Have thought of that, just don't want to drive 2 1/2 hrs one way and be told "you need to make an appointment." The reason I am calling them is to make an appointment so wife and I can sit and really go over a list we have made


----------



## AlanMexicali (Jun 1, 2011)

stevecin45013 said:


> Have thought of that, just don't want to drive 2 1/2 hrs one way and be told "you need to make an appointment." The reason I am calling them is to make an appointment so wife and I can sit and really go over a list we have made


They seem to answer E-mails at most Mx. Consulates.

http://consulmex.sre.gob.mx/indianapolis/


----------



## RVGRINGO (May 16, 2007)

Unless you apply for, and receive residence permit approval from the Mexican Consulate, you will be restricted to a tourist permit for 180 days in Mexico; car & trailer too. There are also customs limits that you should check into, regarding how much and what you may bring in duty free.
Most of the information you need is available online, if you use your search engine, or if you read earlier postings on this and other sites concentrating on living in Mexico. Just be sure you are not confused by different laws from postings before last year or so, as things are different now. Concentrate on the most current postings, or ask specific questions on this thread.
Enjoy.
PS: It is not a cultural imperative for a Mexican to monitor or respond to phone calls or e-mails. Good luck. Face to face is what works best; politely and with lots of smiles and handshakes.


----------



## ojosazules11 (Nov 3, 2013)

stevecin45013 said:


> Have thought of that, just don't want to drive 2 1/2 hrs one way and be told "you need to make an appointment." The reason I am calling them is to make an appointment so wife and I can sit and really go over a list we have made


Have you called the central toll free # for making consular appointments in US and Canada? It's 1-877-MEXITEL. (1-877-639-4835) This is on the website for the Mexican Consulate in Indianapolis as the method to book an appointment. 
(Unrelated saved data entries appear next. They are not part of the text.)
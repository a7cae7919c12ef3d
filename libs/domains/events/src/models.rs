use chrono::{DateTime, Utc};
use serde::{Deserialize, Serialize};
use uuid::Uuid;
use validator::Validate;

use crate::error::{EventError, EventResult};

/// Event entity - a scheduled event with a bounded seat pool
#[derive(Debug, Clone, Serialize, Deserialize)]
pub struct Event {
    /// Unique identifier
    pub id: Uuid,
    /// Event title
    pub title: String,
    /// Event description
    pub description: String,
    /// Venue or location name
    pub location: String,
    /// When the event starts
    pub start_time: DateTime<Utc>,
    /// When the event ends
    pub end_time: DateTime<Utc>,
    /// Total seat pool, fixed at creation (resizable only via update)
    pub capacity: u32,
    /// Seats still sellable; 0 <= available_seats <= capacity
    pub available_seats: u32,
    /// Current list price; tickets snapshot this at purchase time
    pub price: f64,
    /// Free-form category (concert, conference, ...)
    pub category: String,
    /// Organizer user
    pub organizer_id: Uuid,
    /// Creation timestamp
    pub created_at: DateTime<Utc>,
    /// Last update timestamp
    pub updated_at: DateTime<Utc>,
}

/// DTO for creating a new event
#[derive(Debug, Clone, Deserialize, Validate)]
pub struct CreateEvent {
    #[validate(length(min = 1, max = 200))]
    pub title: String,
    #[serde(default)]
    pub description: String,
    #[validate(length(min = 1))]
    pub location: String,
    pub start_time: DateTime<Utc>,
    pub end_time: DateTime<Utc>,
    #[validate(range(min = 1))]
    pub capacity: u32,
    #[validate(range(min = 0.0))]
    pub price: f64,
    #[serde(default)]
    pub category: String,
    pub organizer_id: Uuid,
}

/// DTO for updating an existing event
#[derive(Debug, Clone, Default, Deserialize, Validate)]
pub struct UpdateEvent {
    #[validate(length(min = 1, max = 200))]
    pub title: Option<String>,
    pub description: Option<String>,
    #[validate(length(min = 1))]
    pub location: Option<String>,
    pub start_time: Option<DateTime<Utc>>,
    pub end_time: Option<DateTime<Utc>>,
    #[validate(range(min = 1))]
    pub capacity: Option<u32>,
    #[validate(range(min = 0.0))]
    pub price: Option<f64>,
    pub category: Option<String>,
}

/// Query filters for listing events
#[derive(Debug, Clone, Deserialize)]
pub struct EventFilter {
    pub category: Option<String>,
    pub location: Option<String>,
    pub organizer_id: Option<Uuid>,
    #[serde(default = "default_limit")]
    pub limit: usize,
    #[serde(default)]
    pub offset: usize,
}

fn default_limit() -> usize {
    50
}

impl Default for EventFilter {
    fn default() -> Self {
        Self {
            category: None,
            location: None,
            organizer_id: None,
            limit: default_limit(),
            offset: 0,
        }
    }
}

impl Event {
    /// Create a new event from CreateEvent DTO; the pool starts full
    pub fn new(input: CreateEvent) -> Self {
        let now = Utc::now();
        Self {
            id: Uuid::now_v7(),
            title: input.title,
            description: input.description,
            location: input.location,
            start_time: input.start_time,
            end_time: input.end_time,
            capacity: input.capacity,
            available_seats: input.capacity,
            price: input.price,
            category: input.category,
            organizer_id: input.organizer_id,
            created_at: now,
            updated_at: now,
        }
    }

    /// Number of seats currently sold
    pub fn sold_seats(&self) -> u32 {
        self.capacity - self.available_seats
    }

    pub fn has_available_seats(&self) -> bool {
        self.available_seats > 0
    }

    /// Take one seat from the pool. Callers must hold the store's write
    /// guard so the check-and-decrement is not interleaved.
    pub fn reserve_seat(&mut self) -> EventResult<()> {
        if self.available_seats == 0 {
            return Err(EventError::SoldOut(self.id));
        }
        self.available_seats -= 1;
        self.updated_at = Utc::now();
        Ok(())
    }

    /// Return one seat to the pool. A release at full capacity means a
    /// double-release upstream and is rejected rather than absorbed.
    pub fn release_seat(&mut self) -> EventResult<()> {
        if self.available_seats >= self.capacity {
            return Err(EventError::AtCapacity(self.id));
        }
        self.available_seats += 1;
        self.updated_at = Utc::now();
        Ok(())
    }

    /// Apply updates from UpdateEvent DTO.
    ///
    /// A capacity change keeps the sold count intact: the new available
    /// count is `new_capacity - sold`, and shrinking below the sold count
    /// is rejected.
    pub fn apply_update(&mut self, update: UpdateEvent) -> EventResult<()> {
        if let Some(new_capacity) = update.capacity {
            let sold = self.sold_seats();
            if new_capacity < sold {
                return Err(EventError::InvalidCapacity {
                    requested: new_capacity,
                    sold,
                });
            }
            self.capacity = new_capacity;
            self.available_seats = new_capacity - sold;
        }
        if let Some(title) = update.title {
            self.title = title;
        }
        if let Some(description) = update.description {
            self.description = description;
        }
        if let Some(location) = update.location {
            self.location = location;
        }
        if let Some(start_time) = update.start_time {
            self.start_time = start_time;
        }
        if let Some(end_time) = update.end_time {
            self.end_time = end_time;
        }
        if let Some(price) = update.price {
            self.price = price;
        }
        if let Some(category) = update.category {
            self.category = category;
        }
        self.updated_at = Utc::now();
        Ok(())
    }
}
pub mod booking;
pub mod tracing;

use std::env;
use thiserror::Error;

/// Configuration error type
#[derive(Error, Debug)]
pub enum ConfigError {
    #[error("Environment variable '{0}' is required but not set")]
    MissingEnvVar(String),

    #[error("Failed to parse environment variable '{key}': {details}")]
    ParseError { key: String, details: String },
}

/// Application environment
#[derive(Clone, Debug, PartialEq, Eq)]
pub enum Environment {
    Development, // Local development (pretty logs)
    Production,  // Deployed (JSON logs)
}

impl Environment {
    pub fn from_env() -> Self {
        let app_env = env::var("APP_ENV").unwrap_or_else(|_| "development".to_string());

        if app_env.eq_ignore_ascii_case("production") {
            Environment::Production
        } else {
            Environment::Development
        }
    }

    pub fn is_production(&self) -> bool {
        matches!(self, Environment::Production)
    }

    pub fn is_development(&self) -> bool {
        matches!(self, Environment::Development)
    }
}

/// Trait for configuration that can be loaded from environment variables
pub trait FromEnv: Sized {
    fn from_env() -> Result<Self, ConfigError>;
}

/// Helper to load and parse environment variable with a default value
pub fn env_or_default(key: &str, default: &str) -> String {
    env::var(key).unwrap_or_else(|_| default.to_string())
}

/// Helper to load and parse environment variable or return error
pub fn env_required(key: &str) -> Result<String, ConfigError> {
    env::var(key).map_err(|_| ConfigError::MissingEnvVar(key.to_string()))
}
Some consulates are enabled for on-line booking through the website:

Log in - Sistema de Administración de citas

but I didn't see it mentioned on the website of the consulate in Indianapolis. I've used it for the Mexican consulate in Toronto a few times - easy to use and I've always gotten an appointment the next business day.

I also must mention that the service we've gotten at the Consulate in Toronto has been both excellent and efficient.


----------



## AlanMexicali (Jun 1, 2011)

ojosazules11 said:


> Have you called the central toll free # for making consular appointments in US and Canada? It's 1-877-MEXITEL. (1-877-639-4835) This is on the website for the Mexican Consulate in Indianapolis as the method to book an appointment.
> 
> Some consulates are enabled for on-line booking through the website:
> 
> ...


On their website, that I posted above, the Mexican Consulate in Indianapolis has a link for appointments [Citas] . When I went there it had appointments available through Mexitel since March 11th. 2011. Contact [Contacto] E-mail was there also.

It appears you have to use the Mexitel system for appointments now.


----------